An additional story from the Anonymous Series’ section “On Lust” confirms the risks that envisioning monks together might entail and provides a counterpoint to the vision of Stephen the Cappadocian. The demon Lust (Porneia) was one of the eight evil thoughts or “passions” that regularly attacked monks in the wilderness and against which they engaged in spiritual combat.

While nearly all the surviving accounts of monastic cohabitation tell of men, a chapter in Theodoret of Cyrrhus’s Religious History, a work of the 440s, confirms that women also could exhibit an ideal pattern of paired celibates. He related the story of his contemporaries Marana and Cyra, two natives of Berroia (modern Aleppo) in Syria. Living in a domestic compound outside of the city, the women had closed up the gate with clay and stones. Marana and Cyra “embraced the open-air life” with “neither house nor hut.” Marana alone spoke when, during the season of Pentecost, many women came to see them and conversed with them through a small window in the gate. For forty-two years they lived there, wearing elaborate iron weights and practicing rigorous and prolonged fasts. During this time they “contemplated the beauty of the Bridegroom. the Beloved.” (Once they went on pilgrimage to Jerusalem together, eating nothing on the way there or back but only while in the city. And they made a similar fasting journey to the shrine of Saint Thecla in Isauria.) Theodoret, who presented them as models for other women, concluded that “divine yearning had driven them to frenzy . . . and divine love for the Bridegroom had driven them mad.”
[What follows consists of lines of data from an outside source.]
//! Game state and core simulation types
//!
//! Everything that must be persisted for save/resume determinism lives here.

use glam::Vec2;
use rand::SeedableRng;
use rand_pcg::Pcg32;
use serde::{Deserialize, Serialize};

use super::combat::LastClick;
use super::events::Modifiers;
use super::spawn::Spawner;
use crate::GameOverReason;

/// Packet classification - assigned at creation, immutable afterward
#[derive(Debug, Clone, Copy, PartialEq, Eq, Serialize, Deserialize)]
pub enum PacketKind {
    /// Legitimate traffic - must not be shot
    Benign,
    /// Standard threat
    Malicious,
    /// Degraded traffic - passing through costs XP
    Corrupted,
    /// High-value target - a single one escaping ends the run
    DataBreach,
    /// Legendary packet - one-shot kill, grants Power Mode
    Encrypted,
}

impl PacketKind {
    /// Anything that is not benign counts as a threat
    #[inline]
    pub fn is_threat(self) -> bool {
        self != PacketKind::Benign
    }

    /// XP awarded per point of max health when this packet is destroyed
    pub fn xp_multiplier(self) -> u32 {
        match self {
            PacketKind::DataBreach => 30,
            PacketKind::Corrupted => 15,
            PacketKind::Malicious => 8,
            PacketKind::Benign | PacketKind::Encrypted => 0,
        }
    }
}

/// Horizontal travel direction (gameplay only spawns rightward flow)
#[derive(Debug, Clone, Copy, PartialEq, Eq, Serialize, Deserialize)]
pub enum Direction {
    Left,
    Right,
}

/// A packet crossing the screen
#[derive(Debug, Clone, Serialize, Deserialize)]
pub struct Packet {
    pub id: u32,
    pub pos: Vec2,
    /// Scalar speed in pixels/second
    pub speed: f32,
    pub direction: Direction,
    pub kind: PacketKind,
    /// Payload text shown on the packet card
    pub content: String,
    pub width: f32,
    pub height: f32,
    pub health: i32,
    pub max_health: i32,
    /// Rendering hint only
    pub glow: bool,
    /// Spawned by a Heat Wave
    pub heat_wave: bool,
    /// Rendering hint only (encrypted packets animate)
    pub animated: bool,
}

impl Packet {
    /// Axis-aligned hitbox test: the packet extends half its size around `pos`
    pub fn contains(&self, point: Vec2) -> bool {
        point.x >= self.pos.x - self.width / 2.0
            && point.x <= self.pos.x + self.width / 2.0
            && point.y >= self.pos.y - self.height / 2.0
            && point.y <= self.pos.y + self.height / 2.0
    }

    /// True once the packet has fully crossed the far edge of the viewport
    pub fn has_exited(&self, view: Viewport) -> bool {
        match self.direction {
            Direction::Right => self.pos.x > view.width + self.width / 2.0,
            Direction::Left => self.pos.x < -self.width / 2.0,
        }
    }
}

/// Screen dimensions the simulation runs against
#[derive(Debug, Clone, Copy, Serialize, Deserialize)]
pub struct Viewport {
    pub width: f32,
    pub height: f32,
}

impl Default for Viewport {
    fn default() -> Self {
        Self {
            width: crate::consts::VIEW_WIDTH,
            height: crate::consts::VIEW_HEIGHT,
        }
    }
}

/// Events emitted by the simulation for the presentation layer.
///
/// The core never touches a rendering surface; flashes, particles and sounds
/// are all driven from this stream.
#[derive(Debug, Clone, PartialEq, Serialize, Deserialize)]
pub enum SimEvent {
    /// A packet was destroyed by a hit or by the Firewall Shield
    PacketDestroyed { id: u32, kind: PacketKind, pos: Vec2 },
    /// A threat slipped past the edge
    PacketExited { id: u32, kind: PacketKind },
    /// Second click on the same packet inside the critical window
    CriticalHit { pos: Vec2 },
    /// Encrypted packet destroyed: decorative particle burst over ~1s
    EncryptedBurst { pos: Vec2, particles: u32 },
    HeatWaveStarted { seconds: u32 },
    HeatWaveEnded,
    PowerModeStarted { seconds: u32 },
    PowerModeEnded,
    FirewallShieldStarted { seconds: u32 },
    FirewallShieldEnded,
    GameOver { reason: GameOverReason },
    /// Every fifth level grants a bonus
    LevelMilestone { level: u32, bonus_xp: u32 },
}

/// Complete simulation state (deterministic, serializable)
#[derive(Debug, Clone, Serialize, Deserialize)]
pub struct SimState {
    /// Run seed for reproducibility
    pub seed: u64,
    /// All randomness flows through this one generator
    pub rng: Pcg32,
    pub view: Viewport,
    /// Simulation tick counter
    pub time_ticks: u64,
    /// Live packets in spawn order
    pub packets: Vec<Packet>,
    pub spawner: Spawner,
    pub modifiers: Modifiers,
    /// Last click record for critical-hit detection
    pub last_click: Option<LastClick>,
    /// Malicious packets that escaped this session
    pub missed_malicious: u32,
    /// Set while paused or outside the playing phase; a playing tick after
    /// a blocked one rebuilds the spawner and opening population
    pub(crate) blocked: bool,
    next_id: u32,
    #[serde(skip)]
    pub(crate) events: Vec<SimEvent>,
}

impl SimState {
    /// Create a fresh simulation with the given seed and viewport
    pub fn new(seed: u64, view: Viewport) -> Self {
        Self {
            seed,
            rng: Pcg32::seed_from_u64(seed),
            view,
            time_ticks: 0,
            packets: Vec::new(),
            spawner: Spawner::normal(1),
            modifiers: Modifiers::new(1),
            last_click: None,
            missed_malicious: 0,
            blocked: true,
            next_id: 1,
            events: Vec::new(),
        }
    }

    /// Allocate a new entity ID
    pub fn next_entity_id(&mut self) -> u32 {
        let id = self.next_id;
        self.next_id += 1;
        id
    }

    pub(crate) fn push_event(&mut self, event: SimEvent) {
        self.events.push(event);
    }

    pub(crate) fn drain_events(&mut self) -> Vec<SimEvent> {
        std::mem::take(&mut self.events)
    }

    /// Create a packet via the factory and insert it into the live set
    pub(crate) fn spawn_packet(&mut self, level: u32, difficulty: f32, event_variant: bool) -> u32 {
        let id = self.next_entity_id();
        let packet = super::factory::create_packet(
            &mut self.rng,
            self.view,
            id,
            level,
            difficulty,
            event_variant,
        );
        self.packets.push(packet);
        id
    }

    /// Spawn the guaranteed encrypted packet that can open a Heat Wave
    pub(crate) fn spawn_forced_encrypted(&mut self, level: u32) -> u32 {
        let id = self.next_entity_id();
        let packet = super::factory::forced_encrypted(&mut self.rng, self.view, id, level);
        self.packets.push(packet);
        id
    }

    /// Look up a live packet index by id
    pub(crate) fn find_packet(&self, id: u32) -> Option<usize> {
        self.packets.iter().position(|p| p.id == id)
    }
}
A different sort of yearning received investigation in stories where one brother in a monastic pair left his companion, a theme present in monastic literature long before the tearful parting of Symeon the Fool and John. The theme of the departing brother featured in two paired anecdotes in the section “On Lust” in the Systematic Collection of the Apophthegmata patrum. In one story a monk complained to an elder, “My brother leaves me and goes away hither and yon, and I am distressed.” The elder counseled him: “Bear with him, brother, and God, seeing the suffering of your patient endurance, will return him to you.” And in the second anecdote one of two brothers in the Thebaid region of Egypt came under the influence of the demon of fornication and decided to leave his companion to return to the world. His companion would not allow him to go alone and on the advice of an elder determined to accompany his brother so that God, “for the sake of his suffering,” would not allow his companion to fall. And indeed, when he followed him, God saw the “suffering of his love” and “he won the war against his brother.” In both cases the saying reinforced the value of patient endurance of the wayward brother. A commitment to abide with each other remained implicit.

The literary function of these narratives of shared ascetic practice conforms to the broader aims of early Christian hagiographic literature, presenting models for emulation and reverence. These stories both illustrated and encouraged the virtues of love, chastity, fidelity, patience, and endurance. In valorising a shared ascetic life, they offered Christian models for friendship and mutual responsibility.